Lui rimase per un attimo pietrificato, la bocca socchiusa, mentre il silenzio si stendeva nella stanza.

«Trigemini?» ripeté piano. «Tre?»

Inna annuì, incapace di aggiungere altro. Vladimir si alzò di scatto e le si avvicinò.

«È un miracolo!» esclamò, stringendola forte. «Cinque anni che aspettiamo… e ora tre insieme!»

«Sei davvero felice?» mormorò lei contro il suo petto. «Avevo paura che ti spaventasse.»

«Spaventato? Io vorrei urlarlo dalla finestra!» rise. «Ce la faremo.»

Inna sentì sciogliersi un nodo antico. Anni di tentativi, visite, paure… e adesso quella gioia moltiplicata per tre.

«Dobbiamo dirlo ai nostri,» disse Vladimir, prendendo il cellulare.

«Aspetta,» lo fermò lei, stringendogli la mano. «Meglio di persona. Con tua madre… è meglio così.»

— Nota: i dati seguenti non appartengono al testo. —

use std::io::{self, BufRead, BufReader, Write};
use std::net::{TcpStream, ToSocketAddrs};
use std::time::Duration;

use thiserror::Error;

use crate::dlog;

mod session;

pub use session::*;

/// Errors for remote oracle sessions
#[derive(Debug, Error)]
pub enum Error {
    #[error("transport I/O error: {0}")]
    Io(#[from] io::Error),
    #[error("remote side closed the connection")]
    Closed,
    #[error("malformed line from remote: {0:?}")]
    MalformedLine(String),
    #[error("protocol violation: {0}")]
    ProtocolViolation(String),
    #[error("no unused correlation value after {0} draws")]
    CorrelationExhausted(usize),
    #[error("session already failed")]
    SessionFailed,
    #[error(transparent)]
    Dlog(#[from] dlog::Error),
}

/// Line-oriented request/response channel to a remote oracle
pub trait Transport {
    /// Read one line, without its line terminator
    fn recv_line(&mut self) -> Result<String, Error>;

    /// Write one line, the terminator is appended
    fn send_line(&mut self, line: &str) -> Result<(), Error>;
}

/// Transport over any buffered reader / writer pair
pub struct LineTransport<R, W> {
    reader: R,
    writer: W,
}

impl<R: BufRead, W: Write> LineTransport<R, W> {
    pub fn new(reader: R, writer: W) -> Self {
        Self { reader, writer }
    }

    /// Consume the transport, returning the reader and writer
    pub fn into_inner(self) -> (R, W) {
        (self.reader, self.writer)
    }
}

impl LineTransport<BufReader<TcpStream>, TcpStream> {
    /// Connect to a remote oracle over TCP
    pub fn connect<A: ToSocketAddrs>(addr: A, read_timeout: Option<Duration>) -> Result<Self, Error> {
        let stream = TcpStream::connect(addr)?;
        stream.set_read_timeout(read_timeout)?;
        let writer = stream.try_clone()?;

        Ok(Self::new(BufReader::new(stream), writer))
    }
}

impl<R: BufRead, W: Write> Transport for LineTransport<R, W> {
    fn recv_line(&mut self) -> Result<String, Error> {
        let mut line = String::new();

        if self.reader.read_line(&mut line)? == 0 {
            return Err(Error::Closed);
        }

        while line.ends_with('\n') || line.ends_with('\r') {
            line.pop();
        }

        Ok(line)
    }

    fn send_line(&mut self, line: &str) -> Result<(), Error> {
        self.writer.write_all(line.as_bytes())?;
        self.writer.write_all(b"\n")?;
        self.writer.flush()?;

        Ok(())
    }
}
use num::bigint::BigUint;
use thiserror::Error;

use crate::arith;
use crate::crt::{self, Congruence, SolverConfig};

#[derive(Debug, PartialEq, Error)]
pub enum Error {
    #[error("{ciphertexts} ciphertexts given for {moduli} moduli")]
    Mismatch { ciphertexts: usize, moduli: usize },
    #[error("combined residue is not an exact {0}-th power, more ciphertexts are needed")]
    NotExactPower(u32),
    #[error(transparent)]
    Crt(#[from] crt::Error),
}

/// Hastad broadcast attack
///
/// Recover m from c_i = m^e mod n_i for at least e pairwise coprime moduli.
/// The congruences are merged with the batched CRT solver, then the e-th root is taken
/// over the integers.
pub fn hastad(
    ciphertexts: &[BigUint],
    moduli: &[BigUint],
    e: u32,
    config: &SolverConfig,
) -> Result<BigUint, Error> {
    if ciphertexts.len() != moduli.len() {
        return Err(Error::Mismatch {
            ciphertexts: ciphertexts.len(),
            moduli: moduli.len(),
        });
    }

    let congruences = ciphertexts
        .iter()
        .zip(moduli.iter())
        .map(|(c, n)| Congruence::new(c.clone(), n.clone()))
        .collect::<Result<Vec<Congruence>, crt::Error>>()?;

    let combined = crt::solve(&congruences, config)?;

    arith::exact_root(&combined.residue, e).ok_or(Error::NotExactPower(e))
}
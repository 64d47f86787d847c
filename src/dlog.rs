use hashbrown::HashMap;
use num::bigint::BigUint;
use num::traits::ToPrimitive;
use num::{Integer, One, Zero};
use thiserror::Error;

use crate::{arith, crt};

/// Default trial division bound used to factor the group order
pub const DEFAULT_FACTOR_BOUND: u64 = 1 << 20;

/// Default limit on baby steps per prime-order subgroup
pub const DEFAULT_STEP_LIMIT: u64 = 1 << 24;

#[derive(Debug, PartialEq, Error)]
pub enum Error {
    #[error("no discrete logarithm found within the configured bounds")]
    DiscreteLogUnavailable,
    #[error("modulus must be a prime greater than two")]
    InvalidModulus,
    #[error(transparent)]
    Arith(#[from] arith::Error),
    #[error(transparent)]
    Crt(#[from] crt::Error),
}

/// Resource bounds for discrete log computation
#[derive(Clone, Debug, PartialEq)]
pub struct DlogConfig {
    /// Largest trial divisor used when factoring p - 1
    pub factor_bound: u64,
    /// Largest baby-step table allowed for a single subgroup
    pub step_limit: u64,
}

impl Default for DlogConfig {
    fn default() -> Self {
        Self {
            factor_bound: DEFAULT_FACTOR_BOUND,
            step_limit: DEFAULT_STEP_LIMIT,
        }
    }
}

/// Factor the order of Z_p^*
///
/// A cofactor surviving trial division is kept as a single factor
pub fn group_order_factors(p: &BigUint, bound: u64) -> Vec<(BigUint, u32)> {
    let order = p - BigUint::one();
    let (mut factors, rest) = arith::trial_factor(&order, bound);

    if rest > BigUint::one() {
        factors.push((rest, 1));
    }

    factors
}

/// Multiplicative order of g mod p, with its factorization
///
/// `factors` must factor p - 1
pub fn multiplicative_order(
    g: &BigUint,
    p: &BigUint,
    factors: &[(BigUint, u32)],
) -> (BigUint, Vec<(BigUint, u32)>) {
    let mut order = p - BigUint::one();
    let mut order_factors = Vec::with_capacity(factors.len());

    for (q, e) in factors.iter() {
        let mut exp = *e;

        while exp > 0 {
            let reduced = &order / q;
            if g.modpow(&reduced, p).is_one() {
                order = reduced;
                exp -= 1;
            } else {
                break;
            }
        }

        if exp > 0 {
            order_factors.push((q.clone(), exp));
        }
    }

    (order, order_factors)
}

/// Baby-step giant-step search for x in [0, order) with base^x = target mod p
pub fn baby_step_giant_step(
    base: &BigUint,
    target: &BigUint,
    order: &BigUint,
    p: &BigUint,
    step_limit: u64,
) -> Result<BigUint, Error> {
    let mut m = order.sqrt();
    if &m * &m < *order {
        m += 1_u8;
    }

    let steps = m.to_u64().ok_or(Error::DiscreteLogUnavailable)?;
    if steps > step_limit {
        return Err(Error::DiscreteLogUnavailable);
    }

    let mut table: HashMap<BigUint, u64> = HashMap::with_capacity(steps as usize);
    let mut cur = BigUint::one();
    for j in 0..steps {
        table.entry(cur.clone()).or_insert(j);
        cur = (cur * base).mod_floor(p);
    }

    // base^-m
    let giant = arith::mod_inverse(base, p)?.modpow(&m, p);

    let mut gamma = target.mod_floor(p);
    for i in 0..steps {
        if let Some(j) = table.get(&gamma) {
            let x = BigUint::from(i) * &m + BigUint::from(*j);
            if x < *order {
                return Ok(x);
            }
        }
        gamma = (gamma * &giant).mod_floor(p);
    }

    Err(Error::DiscreteLogUnavailable)
}

/// Cyclic subgroup generated by g mod p, with its order factored once
///
/// Logs taken in the same group reuse the factorization of p - 1
#[derive(Clone, Debug, PartialEq)]
pub struct Subgroup {
    p: BigUint,
    g: BigUint,
    order: BigUint,
    order_factors: Vec<(BigUint, u32)>,
}

impl Subgroup {
    /// Factor p - 1 and compute the order of g
    pub fn new(g: &BigUint, p: &BigUint, config: &DlogConfig) -> Result<Self, Error> {
        if *p <= BigUint::from(2_u8) {
            return Err(Error::InvalidModulus);
        }

        let g = g.mod_floor(p);
        if g.is_zero() {
            return Err(Error::DiscreteLogUnavailable);
        }

        let factors = group_order_factors(p, config.factor_bound);
        let (order, order_factors) = multiplicative_order(&g, p, &factors);

        Ok(Self {
            p: p.clone(),
            g,
            order,
            order_factors,
        })
    }

    pub fn order(&self) -> &BigUint {
        &self.order
    }

    pub fn generator(&self) -> &BigUint {
        &self.g
    }

    /// Whether h lies in <g>, i.e. h^ord(g) = 1 mod p
    pub fn contains(&self, h: &BigUint) -> bool {
        let h = h.mod_floor(&self.p);
        !h.is_zero() && h.modpow(&self.order, &self.p).is_one()
    }

    /// Discrete log of h to the base g (Pohlig-Hellman)
    ///
    /// Returns w in [0, ord(g)) with g^w = h mod p
    pub fn log(&self, h: &BigUint, step_limit: u64) -> Result<BigUint, Error> {
        let p = &self.p;
        let g = &self.g;
        let h = h.mod_floor(p);

        if h.is_zero() {
            return Err(Error::DiscreteLogUnavailable);
        }

        if self.order.is_one() {
            return if h.is_one() {
                Ok(BigUint::zero())
            } else {
                Err(Error::DiscreteLogUnavailable)
            };
        }

        let mut congruences = Vec::with_capacity(self.order_factors.len());

        for (q, e) in self.order_factors.iter() {
            let qe = q.pow(*e);
            let cofactor = &self.order / &qe;

            // project into the subgroup of order q^e
            let g_i = g.modpow(&cofactor, p);
            let h_i = h.modpow(&cofactor, p);
            let g_i_inv = arith::mod_inverse(&g_i, p)?;

            // generator of the order q subgroup
            let gamma = g_i.modpow(&q.pow(e - 1), p);

            let mut x = BigUint::zero();
            let mut q_k = BigUint::one();

            for k in 0..*e {
                let h_k = (g_i_inv.modpow(&x, p) * &h_i)
                    .mod_floor(p)
                    .modpow(&q.pow(e - 1 - k), p);
                let d = baby_step_giant_step(&gamma, &h_k, q, p, step_limit)?;

                x += d * &q_k;
                q_k *= q;
            }

            congruences.push(crt::Congruence::new(x, qe)?);
        }

        let w = crt::combine_all(&congruences)?.residue;

        if g.modpow(&w, p) != h {
            return Err(Error::DiscreteLogUnavailable);
        }

        Ok(w)
    }
}

/// Discrete log of h to the base g modulo the prime p
///
/// Factors p - 1 on every call, use `Subgroup` for repeated logs in one group
pub fn discrete_log(
    h: &BigUint,
    g: &BigUint,
    p: &BigUint,
    config: &DlogConfig,
) -> Result<BigUint, Error> {
    Subgroup::new(g, p, config)?.log(h, config.step_limit)
}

Vladimir fece una smorfia. Margarita Sergeevna non aveva mai perso occasione per far sentire Inna fuori posto. Quei cinque anni erano stati un calvario anche per le sue frecciatine.

«Hai ragione. Domani, a pranzo da loro.»

Quella notte Inna non chiuse occhio: pensava alle indicazioni del medico, alla dieta, ai rischi di una gravidanza multipla. Avrebbero dovuto essere prudenti.

La domenica, suonarono alla porta dei genitori di Vladimir. Margarita li accolse con un sorriso tirato.

«Entrate. Ho fatto dei panini,» disse. «Inna, che faccia pallida. Ancora a dieta? Così non si fanno i bambini, serve forza.»

Inna si tolse il cappotto senza replicare. Aveva imparato a lasciar correre.

«Mamma, papà,» annunciò Vladimir, radunandoli in salotto. «Abbiamo una notizia.»

«Non sarà un divorzio, spero,» finta sorpresa di Margarita. «Ve l’avevo detto che…»

«Mamma!» Vladimir le tagliò la parola. «Diventeremo genitori. Di tre. Aspettiamo trigemini.»

Il padre, Viktor Michajlovic, tossì e quasi si rovesciò il tè.

«Trigemini?» sbiancò Margarita. «Dopo i vostri… tentativi di provetta?»

«Non sono “tentativi”, mamma. È medicina,» ribatté Vladimir.

«Medicina? Una tortura!» esplose la suocera spalancando le braccia. «Prima niente per anni, ora tre in una volta? Sapete in cosa vi state cacciando?»

«In tre splendidi nipotini,» rispose lui, calmo.

«Quali nipotini! Non avete spazio, stipendi normali, pannolini, passeggini, asilo… Mio figlio diventerà uno schiavo!» alzò la voce Margarita.

«Margarita, basta,» provò a calmarla il marito.

«No!» tremava di rabbia. «Lo dico e lo ripeto: è follia volere trigemini. Perché non fare come tutte le donne, uno alla volta? Li vuoi tre perché non ci sei riuscita prima?»

Inna serrò i pugni, masticando il silenzio.

«Inna non ha colpe,» disse Vladimir, passandole un braccio sulle spalle. «Ce la faremo.»

«Come?» sogghignò la suocera. «Con il tuo stipendio da manager? Con i quattro spiccioli dell’agenzia viaggi? Te l’ho sempre detto: cerca una donna normale…»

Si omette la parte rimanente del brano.